-------- Supplied entries

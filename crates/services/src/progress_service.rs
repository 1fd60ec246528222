use std::sync::{Arc, PoisonError, RwLock};

use atlas_core::model::{
    LearningPath, LearningStep, ProgressRecord, StepStatus, derive_learning_path,
};
use storage::repository::{ProgressRepository, StorageError};
use tokio::sync::Mutex;

use crate::error::ProgressServiceError;

#[derive(Debug, Clone)]
struct Snapshot {
    record: ProgressRecord,
    revision: u64,
}

/// Single source of truth for per-step learning progress.
///
/// Reads are served from memory. Every mutation builds its new record from the
/// latest committed one and persists it in a single write before the change
/// becomes visible. Out-of-range indices are logged and ignored.
pub struct ProgressService {
    steps: &'static [LearningStep],
    repo: Arc<dyn ProgressRepository>,
    state: RwLock<Snapshot>,
    writes: Mutex<()>,
}

impl ProgressService {
    /// Load persisted progress for `steps`, padding or truncating to fit.
    ///
    /// A malformed persisted value is logged and replaced by defaults.
    ///
    /// # Errors
    ///
    /// Returns `ProgressServiceError::Storage` if the repository cannot be read.
    pub async fn load(
        steps: &'static [LearningStep],
        repo: Arc<dyn ProgressRepository>,
    ) -> Result<Self, ProgressServiceError> {
        let record = match repo.load_progress().await {
            Ok(Some(slots)) => {
                if slots.len() != steps.len() {
                    tracing::debug!(
                        persisted = slots.len(),
                        step_count = steps.len(),
                        "resizing persisted progress"
                    );
                }
                ProgressRecord::from_slots(slots, steps.len())
            }
            Ok(None) => ProgressRecord::new(steps.len()),
            Err(StorageError::Serialization(msg)) => {
                tracing::warn!(error = %msg, "discarding malformed persisted progress");
                ProgressRecord::new(steps.len())
            }
            Err(err) => return Err(err.into()),
        };

        Ok(Self {
            steps,
            repo,
            state: RwLock::new(Snapshot {
                record,
                revision: 0,
            }),
            writes: Mutex::new(()),
        })
    }

    #[must_use]
    pub fn steps(&self) -> &'static [LearningStep] {
        self.steps
    }

    #[must_use]
    pub fn step_count(&self) -> usize {
        self.steps.len()
    }

    /// Bumped on every committed mutation.
    #[must_use]
    pub fn revision(&self) -> u64 {
        self.snapshot().revision
    }

    /// Copy of the current override sequence.
    #[must_use]
    pub fn overrides(&self) -> ProgressRecord {
        self.snapshot().record
    }

    /// Effective status of step `index`, or `None` if the index is invalid.
    #[must_use]
    pub fn status(&self, index: usize) -> Option<StepStatus> {
        if index >= self.steps.len() {
            self.warn_out_of_range("status", index);
            return None;
        }
        let state = self.state.read().unwrap_or_else(PoisonError::into_inner);
        effective_status(self.steps, &state.record, index)
    }

    /// Current learning path for the views.
    #[must_use]
    pub fn learning_path(&self) -> LearningPath {
        let state = self.state.read().unwrap_or_else(PoisonError::into_inner);
        derive_learning_path(self.steps, &state.record)
    }

    /// Route to navigate to when the learner activates step `index`.
    ///
    /// Returns `None` for locked steps and invalid indices.
    #[must_use]
    pub fn activate(&self, index: usize) -> Option<&'static str> {
        let status = self.status(index)?;
        if status.is_accessible() {
            Some(self.steps[index].route)
        } else {
            tracing::debug!(index, "refusing navigation to locked step");
            None
        }
    }

    /// Override the status of one step and persist.
    ///
    /// Returns `Ok(false)` without touching state if `index` is invalid.
    ///
    /// # Errors
    ///
    /// Returns `ProgressServiceError::Storage` if persistence fails; the
    /// in-memory state is left unchanged in that case.
    pub async fn set_status(
        &self,
        index: usize,
        status: StepStatus,
    ) -> Result<bool, ProgressServiceError> {
        if index >= self.steps.len() {
            self.warn_out_of_range("set_status", index);
            return Ok(false);
        }
        let applied = self
            .commit(|record| usize::from(record.set(index, status).is_ok()))
            .await?;
        Ok(applied > 0)
    }

    /// Apply several overrides in list order and persist once.
    ///
    /// Later entries for the same index win. Invalid entries are logged and
    /// skipped; the rest still land. Returns the number of applied entries.
    ///
    /// # Errors
    ///
    /// Returns `ProgressServiceError::Storage` if persistence fails; none of
    /// the updates are applied in that case.
    pub async fn set_statuses(
        &self,
        updates: &[(usize, StepStatus)],
    ) -> Result<usize, ProgressServiceError> {
        self.commit(|record| {
            let mut applied = 0;
            for &(index, status) in updates {
                match record.set(index, status) {
                    Ok(()) => applied += 1,
                    Err(err) => {
                        tracing::warn!(op = "set_statuses", %err, "ignoring out-of-range step index");
                    }
                }
            }
            applied
        })
        .await
    }

    /// Unlock step 0 if it is currently locked.
    ///
    /// # Errors
    ///
    /// Returns `ProgressServiceError::Storage` if persistence fails.
    pub async fn ensure_first_step_unlocked(&self) -> Result<bool, ProgressServiceError> {
        if self.steps.is_empty() {
            return Ok(false);
        }
        let applied = self.commit(|record| self.unlock_in(record, 0)).await?;
        if applied > 0 {
            tracing::info!("unlocked first step");
        }
        Ok(applied > 0)
    }

    /// Move step `index` from locked to unlocked. Reachable steps are left as is.
    ///
    /// # Errors
    ///
    /// Returns `ProgressServiceError::Storage` if persistence fails.
    pub async fn unlock(&self, index: usize) -> Result<bool, ProgressServiceError> {
        if index >= self.steps.len() {
            self.warn_out_of_range("unlock", index);
            return Ok(false);
        }
        let applied = self.commit(|record| self.unlock_in(record, index)).await?;
        Ok(applied > 0)
    }

    /// Mark step `index` finished and unlock the following step, in one write.
    ///
    /// # Errors
    ///
    /// Returns `ProgressServiceError::Storage` if persistence fails.
    pub async fn complete_step(&self, index: usize) -> Result<bool, ProgressServiceError> {
        if index >= self.steps.len() {
            self.warn_out_of_range("complete_step", index);
            return Ok(false);
        }
        let applied = self
            .commit(|record| {
                let mut applied = 0;
                if effective_status(self.steps, record, index) != Some(StepStatus::Finished)
                    && record.set(index, StepStatus::Finished).is_ok()
                {
                    applied += 1;
                }
                if index + 1 < self.steps.len() {
                    applied += self.unlock_in(record, index + 1);
                }
                applied
            })
            .await?;
        if applied > 0 {
            tracing::info!(index, "step completed");
        }
        Ok(applied > 0)
    }

    /// Drop all persisted progress and fall back to defaults.
    ///
    /// # Errors
    ///
    /// Returns `ProgressServiceError::Storage` if the record cannot be removed.
    pub async fn reset(&self) -> Result<(), ProgressServiceError> {
        let _guard = self.writes.lock().await;
        self.repo.clear_progress().await?;
        let mut state = self.state.write().unwrap_or_else(PoisonError::into_inner);
        state.record = ProgressRecord::new(self.steps.len());
        state.revision += 1;
        tracing::info!("progress reset");
        Ok(())
    }

    async fn commit<F>(&self, mutate: F) -> Result<usize, ProgressServiceError>
    where
        F: FnOnce(&mut ProgressRecord) -> usize + Send,
    {
        let _guard = self.writes.lock().await;
        let mut next = self.snapshot().record;
        let applied = mutate(&mut next);
        if applied == 0 {
            return Ok(0);
        }

        self.repo.save_progress(&next).await?;

        let mut state = self.state.write().unwrap_or_else(PoisonError::into_inner);
        state.record = next;
        state.revision += 1;
        Ok(applied)
    }

    fn unlock_in(&self, record: &mut ProgressRecord, index: usize) -> usize {
        if effective_status(self.steps, record, index) == Some(StepStatus::Locked) {
            usize::from(record.set(index, StepStatus::Unlocked).is_ok())
        } else {
            0
        }
    }

    fn snapshot(&self) -> Snapshot {
        self.state
            .read()
            .unwrap_or_else(PoisonError::into_inner)
            .clone()
    }

    fn warn_out_of_range(&self, op: &'static str, index: usize) {
        tracing::warn!(
            op,
            index,
            step_count = self.steps.len(),
            "ignoring out-of-range step index"
        );
    }
}

fn effective_status(
    steps: &[LearningStep],
    record: &ProgressRecord,
    index: usize,
) -> Option<StepStatus> {
    let step = steps.get(index)?;
    Some(
        record
            .get(index)
            .ok()
            .flatten()
            .unwrap_or(step.default_status),
    )
}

----------------

> [Problem details]: Tell how many lines of the listing include the word "LearningStep"; the number alone is the answer.

> [Exercise output]: 5